UN votes in record number to condemn North Korea rights violations
The measure now goes to the full General Assembly for a vote next month, but the strong endorsement reflected growing calls for action to address the dire human rights crisis in the reclusive country.
The resolution overwhelmingly won backing from 112 countries, compared with 111 last year. Only 19 countries voted against the latest measure and 50 nations abstained.
European and Japanese diplomats who drafted the measure had said they were hoping to garner more votes than last year in the General Assembly, which has condemned Pyongyang’s rights record every year since 2005.
This year’s text condemns “long-standing and ongoing systematic, widespread and gross violations of human rights” in North Korea.

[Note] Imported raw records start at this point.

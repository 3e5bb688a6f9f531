//! Growable byte buffer with a read cursor.
//!
//! Writes append to the end, reads consume from the cursor. The backing
//! capacity is always reported from offset zero by [`Buffer::full_capacity`],
//! independent of how much has already been read.

use bytes::buf::UninitSlice;
use bytes::{Buf, BufMut};
use std::io;

/// Owned, growable byte buffer.
#[derive(Debug, Default, Clone)]
pub struct Buffer {
    /// Backing storage; `buf[..off]` has already been read.
    buf: Vec<u8>,
    /// Read cursor.
    off: usize,
}

impl Buffer {
    /// Create an empty buffer without allocating.
    pub fn new() -> Self {
        Self::default()
    }

    /// Create an empty buffer with exactly `capacity` bytes of backing storage.
    pub fn with_capacity(capacity: usize) -> Self {
        Self {
            buf: Vec::with_capacity(capacity),
            off: 0,
        }
    }

    /// Number of unread bytes.
    #[inline]
    pub fn len(&self) -> usize {
        self.buf.len() - self.off
    }

    /// Check if there are no unread bytes.
    #[inline]
    pub fn is_empty(&self) -> bool {
        self.len() == 0
    }

    /// Capacity measured from the read cursor.
    ///
    /// This undercounts the real allocation once bytes have been read; use
    /// [`full_capacity`](Self::full_capacity) to size the backing storage.
    #[inline]
    pub fn capacity(&self) -> usize {
        self.buf.capacity() - self.off
    }

    /// Capacity of the backing storage measured from offset zero.
    #[inline]
    pub fn full_capacity(&self) -> usize {
        self.buf.capacity()
    }

    /// The unread bytes.
    #[inline]
    pub fn as_slice(&self) -> &[u8] {
        &self.buf[self.off..]
    }

    /// Discard all contents, keeping the backing storage.
    ///
    /// Only the length and cursor are reset; stale bytes are not zeroed.
    #[inline]
    pub fn reset(&mut self) {
        self.buf.clear();
        self.off = 0;
    }

    /// Keep only the first `n` unread bytes.
    ///
    /// # Panics
    ///
    /// Panics if `n` is greater than [`len`](Self::len).
    pub fn truncate(&mut self, n: usize) {
        if n == 0 {
            self.reset();
            return;
        }
        assert!(n <= self.len(), "truncate out of range: {} > {}", n, self.len());
        self.buf.truncate(self.off + n);
    }

    /// Ensure room for at least `additional` more bytes without reallocating.
    pub fn grow(&mut self, additional: usize) {
        if self.is_empty() && self.off > 0 {
            self.reset();
        }
        self.buf.reserve(additional);
    }

    /// Append `data` to the end of the buffer.
    #[inline]
    pub fn extend_from_slice(&mut self, data: &[u8]) {
        self.buf.extend_from_slice(data);
    }

    /// Consume the buffer, returning the unread bytes.
    pub fn into_vec(mut self) -> Vec<u8> {
        if self.off > 0 {
            self.buf.drain(..self.off);
        }
        self.buf
    }

    /// Address of the backing allocation, for ownership bookkeeping.
    pub(crate) fn storage_addr(&self) -> usize {
        self.buf.as_ptr() as usize
    }
}

impl From<Vec<u8>> for Buffer {
    fn from(buf: Vec<u8>) -> Self {
        Self { buf, off: 0 }
    }
}

impl AsRef<[u8]> for Buffer {
    fn as_ref(&self) -> &[u8] {
        self.as_slice()
    }
}

impl Buf for Buffer {
    #[inline]
    fn remaining(&self) -> usize {
        self.len()
    }

    #[inline]
    fn chunk(&self) -> &[u8] {
        self.as_slice()
    }

    fn advance(&mut self, cnt: usize) {
        assert!(
            cnt <= self.len(),
            "cannot advance past end: {} > {}",
            cnt,
            self.len()
        );
        self.off += cnt;
    }
}

// SAFETY: every method forwards to `Vec<u8>`'s `BufMut` impl, which only
// appends past `buf.len()` and never touches the read region `buf[..off]`.
unsafe impl BufMut for Buffer {
    #[inline]
    fn remaining_mut(&self) -> usize {
        self.buf.remaining_mut()
    }

    #[inline]
    unsafe fn advance_mut(&mut self, cnt: usize) {
        self.buf.advance_mut(cnt);
    }

    #[inline]
    fn chunk_mut(&mut self) -> &mut UninitSlice {
        self.buf.chunk_mut()
    }
}

impl io::Read for Buffer {
    fn read(&mut self, out: &mut [u8]) -> io::Result<usize> {
        if self.is_empty() {
            // Rewind so the storage can be reused by later writes.
            self.reset();
            return Ok(0);
        }
        let n = out.len().min(self.len());
        out[..n].copy_from_slice(&self.buf[self.off..self.off + n]);
        self.off += n;
        Ok(n)
    }
}

impl io::Write for Buffer {
    fn write(&mut self, data: &[u8]) -> io::Result<usize> {
        self.extend_from_slice(data);
        Ok(data.len())
    }

    fn flush(&mut self) -> io::Result<()> {
        Ok(())
    }
}

#[cfg(test)]
mod tests {
    use super::*;
    use std::io::{Read, Write};

    #[test]
    fn test_with_capacity_is_exact() {
        let buf = Buffer::with_capacity(1024);
        assert_eq!(buf.len(), 0);
        assert_eq!(buf.capacity(), 1024);
        assert_eq!(buf.full_capacity(), 1024);
    }

    #[test]
    fn test_zero_capacity() {
        let buf = Buffer::with_capacity(0);
        assert!(buf.is_empty());
        assert_eq!(buf.full_capacity(), 0);
    }

    #[test]
    fn test_capacity_after_partial_read() {
        let mut buf = Buffer::with_capacity(64);
        buf.extend_from_slice(b"hello world");
        buf.advance(6);

        assert_eq!(buf.as_slice(), b"world");
        assert_eq!(buf.capacity(), 58);
        assert_eq!(buf.full_capacity(), 64);
    }

    #[test]
    fn test_reset_keeps_storage() {
        let mut buf = Buffer::with_capacity(32);
        buf.extend_from_slice(b"abcdef");
        buf.advance(2);
        buf.reset();

        assert!(buf.is_empty());
        assert_eq!(buf.capacity(), 32);
        assert_eq!(buf.full_capacity(), 32);
    }

    #[test]
    fn test_grow_reserves_space() {
        let mut buf = Buffer::with_capacity(1024);
        buf.grow(3072);
        assert!(buf.full_capacity() >= 3072);
        assert_eq!(buf.len(), 0);
    }

    #[test]
    fn test_grow_rewinds_exhausted_buffer() {
        let mut buf = Buffer::with_capacity(16);
        buf.extend_from_slice(b"0123456789");
        buf.advance(10);
        buf.grow(16);

        // Rewound rather than reallocated.
        assert_eq!(buf.full_capacity(), 16);
        assert_eq!(buf.capacity(), 16);
    }

    #[test]
    fn test_truncate() {
        let mut buf = Buffer::from(b"abcdef".to_vec());
        buf.advance(1);
        buf.truncate(3);
        assert_eq!(buf.as_slice(), b"bcd");

        buf.truncate(0);
        assert!(buf.is_empty());
    }

    #[test]
    #[should_panic]
    fn test_truncate_out_of_range() {
        let mut buf = Buffer::from(b"abc".to_vec());
        buf.truncate(4);
    }

    #[test]
    fn test_buf_mut_and_buf() {
        let mut buf = Buffer::with_capacity(16);
        buf.put_u32(0xdead_beef);
        buf.put_slice(b"xy");
        assert_eq!(buf.len(), 6);

        assert_eq!(buf.get_u32(), 0xdead_beef);
        assert_eq!(buf.chunk(), b"xy");
        assert_eq!(buf.remaining(), 2);
    }

    #[test]
    fn test_io_read_write() {
        let mut buf = Buffer::new();
        buf.write_all(b"stream data").unwrap();

        let mut out = [0u8; 6];
        assert_eq!(buf.read(&mut out).unwrap(), 6);
        assert_eq!(&out, b"stream");

        let mut rest = Vec::new();
        buf.read_to_end(&mut rest).unwrap();
        assert_eq!(rest, b" data");

        // Exhausted read rewinds the cursor.
        assert_eq!(buf.capacity(), buf.full_capacity());
    }

    #[test]
    fn test_into_vec_drops_read_prefix() {
        let mut buf = Buffer::from(b"header:body".to_vec());
        buf.advance(7);
        assert_eq!(buf.into_vec(), b"body");
    }
}
use criterion::{black_box, criterion_group, criterion_main, Criterion, Throughput};
use std::sync::Arc;

use leaky_buffer::pool::{Buffer, LeakyBufferPool};

/// Benchmark single-threaded acquire/release cycles
fn bench_acquire_release(c: &mut Criterion) {
    let pool = LeakyBufferPool::new(64, 4096);

    let mut group = c.benchmark_group("acquire_release");
    group.throughput(Throughput::Elements(1));

    group.bench_function("pooled", |b| {
        b.iter(|| {
            let mut buf = pool.acquire();
            buf.extend_from_slice(b"payload");
            pool.release(black_box(buf));
        })
    });

    group.bench_function("lease_guard", |b| {
        b.iter(|| {
            let mut buf = pool.lease();
            buf.extend_from_slice(b"payload");
            black_box(buf.len());
        })
    });

    // Baseline without pooling
    group.bench_function("unpooled_alloc", |b| {
        b.iter(|| {
            let mut buf = Buffer::with_capacity(4096);
            buf.extend_from_slice(b"payload");
            black_box(buf);
        })
    });

    group.finish();
}

/// Benchmark the replacement path for buffers grown past the allocation size
fn bench_oversized_release(c: &mut Criterion) {
    let pool = LeakyBufferPool::new(64, 1024);
    let payload = vec![0u8; 8192];

    let mut group = c.benchmark_group("oversized_release");
    group.throughput(Throughput::Bytes(payload.len() as u64));

    group.bench_function("grow_and_replace", |b| {
        b.iter(|| {
            let mut buf = pool.acquire();
            buf.extend_from_slice(&payload);
            pool.release(black_box(buf));
        })
    });

    group.finish();
}

/// Benchmark concurrent acquire/release cycles
fn bench_concurrent(c: &mut Criterion) {
    let pool = Arc::new(LeakyBufferPool::new(16, 4096));

    let mut group = c.benchmark_group("concurrent");
    group.throughput(Throughput::Elements(4000));

    // Fewer slots than threads' demand keeps the pool under contention
    group.bench_function("4_threads", |b| {
        b.iter(|| {
            let handles: Vec<_> = (0..4)
                .map(|_| {
                    let pool = pool.clone();
                    std::thread::spawn(move || {
                        for _ in 0..1000 {
                            let mut buf = pool.acquire();
                            buf.extend_from_slice(b"payload");
                            pool.release(black_box(buf));
                        }
                    })
                })
                .collect();

            for h in handles {
                h.join().unwrap();
            }
        })
    });

    group.finish();
}

criterion_group!(
    benches,
    bench_acquire_release,
    bench_oversized_release,
    bench_concurrent,
);
criterion_main!(benches);
//! RAII lease over a pooled buffer.
//!
//! The guard borrows the pool it came from and releases the buffer back to
//! it when dropped.

use std::mem;
use std::ops::{Deref, DerefMut};

use super::{Buffer, LeakyBufferPool};

/// RAII guard that returns its buffer to the owning pool on drop.
pub struct PooledBuffer<'a> {
    pool: &'a LeakyBufferPool,
    buf: Buffer,
}

impl<'a> PooledBuffer<'a> {
    pub(crate) fn new(pool: &'a LeakyBufferPool, buf: Buffer) -> Self {
        Self { pool, buf }
    }

    /// Take the buffer, preventing return to pool.
    pub fn into_inner(mut self) -> Buffer {
        let buf = mem::take(&mut self.buf);
        // Nothing left to release; the placeholder never allocated.
        mem::forget(self);
        buf
    }
}

impl Deref for PooledBuffer<'_> {
    type Target = Buffer;

    fn deref(&self) -> &Self::Target {
        &self.buf
    }
}

impl DerefMut for PooledBuffer<'_> {
    fn deref_mut(&mut self) -> &mut Self::Target {
        &mut self.buf
    }
}

impl Drop for PooledBuffer<'_> {
    fn drop(&mut self) {
        self.pool.release(mem::take(&mut self.buf));
    }
}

For the second consecutive year, it encourages the Security Council to consider referring Pyongyang to the International Criminal Court for crimes against humanity.
Such a move however would likely be blocked by Pyongyang’s sole major ally China, which has veto power in the council.
Speaking on behalf of the EU, Luxembourg’s Ambassador Sylvie Lucas said human rights abuses in North Korea were now “firmly anchored in the international agenda” and stressed the need for accountability.
The resolution demands that a vast network of prison camps in North Korea thought to be holding 100,000 inmates living in appalling conditions be shut down.
North Korean deputy ambassador Choe Myong-Nam dismissed the text as a “product of political confrontation, plot and conspiracy of the United States and other hostile forces.”
“The DPRK takes interest in dialogue and cooperation but will continue to strongly counterattack any attempts of confrontation and pressure,” he told the assembly.